**Given records:**
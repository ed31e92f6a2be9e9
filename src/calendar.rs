use chrono::{Datelike, NaiveDate};

use crate::errors::{Result, ScheduleError};
use crate::types::FirstCycle;

/// number of days in a calendar month
pub fn days_in_month(year: i32, month: u32) -> u32 {
    match month {
        1 | 3 | 5 | 7 | 8 | 10 | 12 => 31,
        4 | 6 | 9 | 11 => 30,
        2 => {
            if is_leap_year(year) {
                29
            } else {
                28
            }
        }
        _ => 30,
    }
}

fn is_leap_year(year: i32) -> bool {
    (year % 4 == 0 && year % 100 != 0) || (year % 400 == 0)
}

/// date in the given month on `day`, pulled back to the month's last day when short
pub fn clamp_day(year: i32, month: u32, day: u32) -> Result<NaiveDate> {
    let day = day.min(days_in_month(year, month));
    NaiveDate::from_ymd_opt(year, month, day).ok_or_else(|| ScheduleError::InvalidDate {
        message: format!("{year}-{month:02}-{day:02} is out of range"),
    })
}

/// (year, month) reached by moving `months` from the date's month
fn shift_months(date: NaiveDate, months: i32) -> (i32, u32) {
    let total_months = date.year() * 12 + date.month() as i32 - 1 + months;
    (total_months.div_euclid(12), (total_months.rem_euclid(12) + 1) as u32)
}

/// whether the date's day-of-month is already past the billing day of its own month
pub fn is_past_billing_day(date: NaiveDate, billing_day: u32) -> bool {
    date.day() > billing_day.min(days_in_month(date.year(), date.month()))
}

/// whether the date falls on the billing day (clamped to month length)
pub fn is_billing_day(date: NaiveDate, billing_day: u32) -> bool {
    date.day() == billing_day.min(days_in_month(date.year(), date.month()))
}

/// step `months` ahead and land on the billing day.
///
/// When the source day is already past the billing day of its month, a plain shift would
/// end the cycle short of a full month, so one extra month is added. The comparison is
/// made on day-of-month, with the billing day clamped to the source month's length.
pub fn add_months_clamp_to_billing_day(date: NaiveDate, months: u32, billing_day: u32) -> Result<NaiveDate> {
    let extra = if is_past_billing_day(date, billing_day) { 1 } else { 0 };
    let (year, month) = shift_months(date, months as i32 + extra);
    clamp_day(year, month, billing_day)
}

/// month offset applied to every cycle boundary of a loan starting on `start`
fn cycle_offset(start: NaiveDate, billing_day: u32, first_cycle: FirstCycle) -> i32 {
    if is_billing_day(start, billing_day) {
        return 0;
    }
    match first_cycle {
        FirstCycle::Extended if is_past_billing_day(start, billing_day) => 1,
        FirstCycle::Stub if !is_past_billing_day(start, billing_day) => -1,
        _ => 0,
    }
}

/// whether the first cycle is a short broken period counted on top of the term
pub fn has_stub(start: NaiveDate, billing_day: u32, first_cycle: FirstCycle) -> bool {
    first_cycle == FirstCycle::Stub && !is_billing_day(start, billing_day)
}

/// end of cycle `n` (1-based), anchored on the start month so short months never drift
pub fn billing_boundary(start: NaiveDate, n: u32, billing_day: u32, first_cycle: FirstCycle) -> Result<NaiveDate> {
    let offset = cycle_offset(start, billing_day, first_cycle);
    let (year, month) = shift_months(start, n as i32 + offset);
    clamp_day(year, month, billing_day)
}

/// plain calendar-day difference `to - from`
pub fn day_count(from: NaiveDate, to: NaiveDate) -> i64 {
    (to - from).num_days()
}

**Assignment:** Look through the entries above, and wherever a line holds the word "length", copy it.

**Solved problem:**
/// whether the date falls on the billing day (clamped to month length)
/// made on day-of-month, with the billing day clamped to the source month's length.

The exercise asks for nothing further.